**WORK ORDER:**
What you return must match the data exactly, line for line.

**ENTRIES SHOWN:**
----

//! Scripted upstream provider shared by the integration tests

#![allow(dead_code)]

use async_trait::async_trait;
use chrono::Utc;
use serde_json::Value;
use std::sync::atomic::{AtomicBool, AtomicUsize, Ordering};
use std::sync::{Arc, Mutex};
use std::time::Duration;
use tokio::sync::mpsc;
use tokio::time::Instant;

use quoteflow::cache::{CacheBackend, InMemoryBackend};
use quoteflow::coordination::SystemClock;
use quoteflow::domain::{Session, SessionGrant};
use quoteflow::error::{CacheError, QuoteflowError, Result};
use quoteflow::market_data::{ControlFrame, MarketDataProvider, UpstreamStream};

/// Provider whose behavior the test drives: fail or accept session creation,
/// push raw frames into the current stream, drop the stream.
pub struct MockProvider {
    fail_connects: AtomicBool,
    attempts: Mutex<Vec<Instant>>,
    sent: Arc<Mutex<Vec<ControlFrame>>>,
    feed: Mutex<Option<mpsc::UnboundedSender<String>>>,
    session_lifetime: chrono::Duration,
    open_streams: Arc<AtomicUsize>,
    max_open_streams: AtomicUsize,
}

impl MockProvider {
    pub fn new() -> Arc<Self> {
        Self::with_session_lifetime(chrono::Duration::hours(1))
    }

    /// Sessions (created and refreshed) expire this long after issue
    pub fn with_session_lifetime(lifetime: chrono::Duration) -> Arc<Self> {
        Arc::new(Self {
            fail_connects: AtomicBool::new(false),
            attempts: Mutex::new(Vec::new()),
            sent: Arc::new(Mutex::new(Vec::new())),
            feed: Mutex::new(None),
            session_lifetime: lifetime,
            open_streams: Arc::new(AtomicUsize::new(0)),
            max_open_streams: AtomicUsize::new(0),
        })
    }

    /// Most streams that were ever open at the same time
    pub fn max_open_streams(&self) -> usize {
        self.max_open_streams.load(Ordering::SeqCst)
    }

    pub fn set_failing(&self, failing: bool) {
        self.fail_connects.store(failing, Ordering::SeqCst);
    }

    /// Instants of every `create_session` call
    pub fn attempts(&self) -> Vec<Instant> {
        self.attempts.lock().unwrap().clone()
    }

    pub fn sent(&self) -> Vec<ControlFrame> {
        self.sent.lock().unwrap().clone()
    }

    pub fn is_streaming(&self) -> bool {
        self.feed.lock().unwrap().is_some()
    }

    /// Deliver one raw text message on the open stream
    pub fn push(&self, text: &str) {
        let feed = self.feed.lock().unwrap();
        feed.as_ref()
            .expect("no open stream")
            .send(text.to_string())
            .expect("stream reader gone");
    }

    /// Close the current stream from the server side
    pub fn drop_stream(&self) {
        self.feed.lock().unwrap().take();
    }
}

#[async_trait]
impl MarketDataProvider for MockProvider {
    async fn create_session(&self) -> Result<SessionGrant> {
        let attempt = {
            let mut attempts = self.attempts.lock().unwrap();
            attempts.push(Instant::now());
            attempts.len()
        };
        if self.fail_connects.load(Ordering::SeqCst) {
            return Err(QuoteflowError::TransientUpstream("connection refused".into()));
        }
        Ok(SessionGrant {
            token: format!("test-token-{}", attempt),
            expires_at: Utc::now() + self.session_lifetime,
        })
    }

    async fn refresh_session(&self, _session: &Session) -> Result<SessionGrant> {
        Ok(SessionGrant {
            token: "test-token-renewed".into(),
            expires_at: Utc::now() + self.session_lifetime,
        })
    }

    async fn open_stream(&self, _session: &Session) -> Result<Box<dyn UpstreamStream>> {
        let (tx, rx) = mpsc::unbounded_channel();
        *self.feed.lock().unwrap() = Some(tx);
        let open = self.open_streams.fetch_add(1, Ordering::SeqCst) + 1;
        self.max_open_streams.fetch_max(open, Ordering::SeqCst);
        Ok(Box::new(MockStream {
            rx,
            sent: self.sent.clone(),
            open_streams: self.open_streams.clone(),
        }))
    }
}

struct MockStream {
    rx: mpsc::UnboundedReceiver<String>,
    sent: Arc<Mutex<Vec<ControlFrame>>>,
    open_streams: Arc<AtomicUsize>,
}

impl Drop for MockStream {
    fn drop(&mut self) {
        self.open_streams.fetch_sub(1, Ordering::SeqCst);
    }
}

#[async_trait]
impl UpstreamStream for MockStream {
    async fn send(&mut self, frame: &ControlFrame) -> Result<()> {
        self.sent.lock().unwrap().push(frame.clone());
        Ok(())
    }

    async fn next_message(&mut self) -> Option<Result<String>> {
        self.rx.recv().await.map(Ok)
    }

    async fn ping(&mut self) -> Result<()> {
        Ok(())
    }

    async fn close(&mut self) {
        self.rx.close();
    }
}

/// In-memory backend whose writes take `write_delay`
pub struct SlowBackend {
    inner: InMemoryBackend,
    write_delay: Duration,
    writes: AtomicUsize,
}

impl SlowBackend {
    pub fn new(write_delay: Duration) -> Arc<Self> {
        Arc::new(Self {
            inner: InMemoryBackend::new(SystemClock::shared()),
            write_delay,
            writes: AtomicUsize::new(0),
        })
    }

    pub fn writes(&self) -> usize {
        self.writes.load(Ordering::SeqCst)
    }
}

#[async_trait]
impl CacheBackend for SlowBackend {
    fn name(&self) -> &'static str {
        "slow"
    }

    async fn get(&self, key: &str) -> std::result::Result<Option<Value>, CacheError> {
        self.inner.get(key).await
    }

    async fn set(&self, key: &str, value: Value, ttl: Duration) -> std::result::Result<(), CacheError> {
        tokio::time::sleep(self.write_delay).await;
        self.writes.fetch_add(1, Ordering::SeqCst);
        self.inner.set(key, value, ttl).await
    }

    async fn set_if_absent(
        &self,
        key: &str,
        value: Value,
        ttl: Duration,
    ) -> std::result::Result<bool, CacheError> {
        self.inner.set_if_absent(key, value, ttl).await
    }

    async fn delete(&self, key: &str) -> std::result::Result<(), CacheError> {
        self.inner.delete(key).await
    }
}

/// Let spawned tasks run until they block again
pub async fn settle() {
    for _ in 0..20 {
        tokio::task::yield_now().await;
    }
}

/// Broker that fills everything after a short delay and counts calls
pub struct CountingBroker {
    calls: std::sync::atomic::AtomicUsize,
    delay: std::time::Duration,
}

impl CountingBroker {
    pub fn new(delay: std::time::Duration) -> Arc<Self> {
        Arc::new(Self {
            calls: std::sync::atomic::AtomicUsize::new(0),
            delay,
        })
    }

    pub fn calls(&self) -> usize {
        self.calls.load(Ordering::SeqCst)
    }
}

#[async_trait]
impl quoteflow::execution::BrokerClient for CountingBroker {
    fn name(&self) -> &'static str {
        "counting"
    }

    async fn submit_order(
        &self,
        req: &quoteflow::domain::OrderRequest,
    ) -> std::result::Result<quoteflow::domain::BrokerAck, quoteflow::error::BrokerError> {
        let n = self.calls.fetch_add(1, Ordering::SeqCst) + 1;
        tokio::time::sleep(self.delay).await;
        Ok(quoteflow::domain::BrokerAck {
            broker_order_id: format!("broker-{}", n),
            status: quoteflow::domain::OrderStatus::Filled,
            filled_qty: req.qty,
            avg_fill_price: Some(rust_decimal_macros::dec!(190.05)),
        })
    }
}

----

**SOLVED EXERCISE:**
//! Scripted upstream provider shared by the integration tests

#![allow(dead_code)]

use async_trait::async_trait;
use chrono::Utc;
use serde_json::Value;
use std::sync::atomic::{AtomicBool, AtomicUsize, Ordering};
use std::sync::{Arc, Mutex};
use std::time::Duration;
use tokio::sync::mpsc;
use tokio::time::Instant;

use quoteflow::cache::{CacheBackend, InMemoryBackend};
use quoteflow::coordination::SystemClock;
use quoteflow::domain::{Session, SessionGrant};
use quoteflow::error::{CacheError, QuoteflowError, Result};
use quoteflow::market_data::{ControlFrame, MarketDataProvider, UpstreamStream};

/// Provider whose behavior the test drives: fail or accept session creation,
/// push raw frames into the current stream, drop the stream.
pub struct MockProvider {
    fail_connects: AtomicBool,
    attempts: Mutex<Vec<Instant>>,
    sent: Arc<Mutex<Vec<ControlFrame>>>,
    feed: Mutex<Option<mpsc::UnboundedSender<String>>>,
    session_lifetime: chrono::Duration,
    open_streams: Arc<AtomicUsize>,
    max_open_streams: AtomicUsize,
}

impl MockProvider {
    pub fn new() -> Arc<Self> {
        Self::with_session_lifetime(chrono::Duration::hours(1))
    }

    /// Sessions (created and refreshed) expire this long after issue
    pub fn with_session_lifetime(lifetime: chrono::Duration) -> Arc<Self> {
        Arc::new(Self {
            fail_connects: AtomicBool::new(false),
            attempts: Mutex::new(Vec::new()),
            sent: Arc::new(Mutex::new(Vec::new())),
            feed: Mutex::new(None),
            session_lifetime: lifetime,
            open_streams: Arc::new(AtomicUsize::new(0)),
            max_open_streams: AtomicUsize::new(0),
        })
    }

    /// Most streams that were ever open at the same time
    pub fn max_open_streams(&self) -> usize {
        self.max_open_streams.load(Ordering::SeqCst)
    }

    pub fn set_failing(&self, failing: bool) {
        self.fail_connects.store(failing, Ordering::SeqCst);
    }

    /// Instants of every `create_session` call
    pub fn attempts(&self) -> Vec<Instant> {
        self.attempts.lock().unwrap().clone()
    }

    pub fn sent(&self) -> Vec<ControlFrame> {
        self.sent.lock().unwrap().clone()
    }

    pub fn is_streaming(&self) -> bool {
        self.feed.lock().unwrap().is_some()
    }

    /// Deliver one raw text message on the open stream
    pub fn push(&self, text: &str) {
        let feed = self.feed.lock().unwrap();
        feed.as_ref()
            .expect("no open stream")
            .send(text.to_string())
            .expect("stream reader gone");
    }

    /// Close the current stream from the server side
    pub fn drop_stream(&self) {
        self.feed.lock().unwrap().take();
    }
}

#[async_trait]
impl MarketDataProvider for MockProvider {
    async fn create_session(&self) -> Result<SessionGrant> {
        let attempt = {
            let mut attempts = self.attempts.lock().unwrap();
            attempts.push(Instant::now());
            attempts.len()
        };
        if self.fail_connects.load(Ordering::SeqCst) {
            return Err(QuoteflowError::TransientUpstream("connection refused".into()));
        }
        Ok(SessionGrant {
            token: format!("test-token-{}", attempt),
            expires_at: Utc::now() + self.session_lifetime,
        })
    }

    async fn refresh_session(&self, _session: &Session) -> Result<SessionGrant> {
        Ok(SessionGrant {
            token: "test-token-renewed".into(),
            expires_at: Utc::now() + self.session_lifetime,
        })
    }

    async fn open_stream(&self, _session: &Session) -> Result<Box<dyn UpstreamStream>> {
        let (tx, rx) = mpsc::unbounded_channel();
        *self.feed.lock().unwrap() = Some(tx);
        let open = self.open_streams.fetch_add(1, Ordering::SeqCst) + 1;
        self.max_open_streams.fetch_max(open, Ordering::SeqCst);
        Ok(Box::new(MockStream {
            rx,
            sent: self.sent.clone(),
            open_streams: self.open_streams.clone(),
        }))
    }
}

struct MockStream {
    rx: mpsc::UnboundedReceiver<String>,
    sent: Arc<Mutex<Vec<ControlFrame>>>,
    open_streams: Arc<AtomicUsize>,
}

impl Drop for MockStream {
    fn drop(&mut self) {
        self.open_streams.fetch_sub(1, Ordering::SeqCst);
    }
}

#[async_trait]
impl UpstreamStream for MockStream {
    async fn send(&mut self, frame: &ControlFrame) -> Result<()> {
        self.sent.lock().unwrap().push(frame.clone());
        Ok(())
    }

    async fn next_message(&mut self) -> Option<Result<String>> {
        self.rx.recv().await.map(Ok)
    }

    async fn ping(&mut self) -> Result<()> {
        Ok(())
    }

    async fn close(&mut self) {
        self.rx.close();
    }
}

/// In-memory backend whose writes take `write_delay`
pub struct SlowBackend {
    inner: InMemoryBackend,
    write_delay: Duration,
    writes: AtomicUsize,
}

impl SlowBackend {
    pub fn new(write_delay: Duration) -> Arc<Self> {
        Arc::new(Self {
            inner: InMemoryBackend::new(SystemClock::shared()),
            write_delay,
            writes: AtomicUsize::new(0),
        })
    }

    pub fn writes(&self) -> usize {
        self.writes.load(Ordering::SeqCst)
    }
}

#[async_trait]
impl CacheBackend for SlowBackend {
    fn name(&self) -> &'static str {
        "slow"
    }

    async fn get(&self, key: &str) -> std::result::Result<Option<Value>, CacheError> {
        self.inner.get(key).await
    }

    async fn set(&self, key: &str, value: Value, ttl: Duration) -> std::result::Result<(), CacheError> {
        tokio::time::sleep(self.write_delay).await;
        self.writes.fetch_add(1, Ordering::SeqCst);
        self.inner.set(key, value, ttl).await
    }

    async fn set_if_absent(
        &self,
        key: &str,
        value: Value,
        ttl: Duration,
    ) -> std::result::Result<bool, CacheError> {
        self.inner.set_if_absent(key, value, ttl).await
    }

    async fn delete(&self, key: &str) -> std::result::Result<(), CacheError> {
        self.inner.delete(key).await
    }
}

/// Let spawned tasks run until they block again
pub async fn settle() {
    for _ in 0..20 {
        tokio::task::yield_now().await;
    }
}

/// Broker that fills everything after a short delay and counts calls
pub struct CountingBroker {
    calls: std::sync::atomic::AtomicUsize,
    delay: std::time::Duration,
}

impl CountingBroker {
    pub fn new(delay: std::time::Duration) -> Arc<Self> {
        Arc::new(Self {
            calls: std::sync::atomic::AtomicUsize::new(0),
            delay,
        })
    }

    pub fn calls(&self) -> usize {
        self.calls.load(Ordering::SeqCst)
    }
}

#[async_trait]
impl quoteflow::execution::BrokerClient for CountingBroker {
    fn name(&self) -> &'static str {
        "counting"
    }

    async fn submit_order(
        &self,
        req: &quoteflow::domain::OrderRequest,
    ) -> std::result::Result<quoteflow::domain::BrokerAck, quoteflow::error::BrokerError> {
        let n = self.calls.fetch_add(1, Ordering::SeqCst) + 1;
        tokio::time::sleep(self.delay).await;
        Ok(quoteflow::domain::BrokerAck {
            broker_order_id: format!("broker-{}", n),
            status: quoteflow::domain::OrderStatus::Filled,
            filled_qty: req.qty,
            avg_fill_price: Some(rust_decimal_macros::dec!(190.05)),
        })
    }
}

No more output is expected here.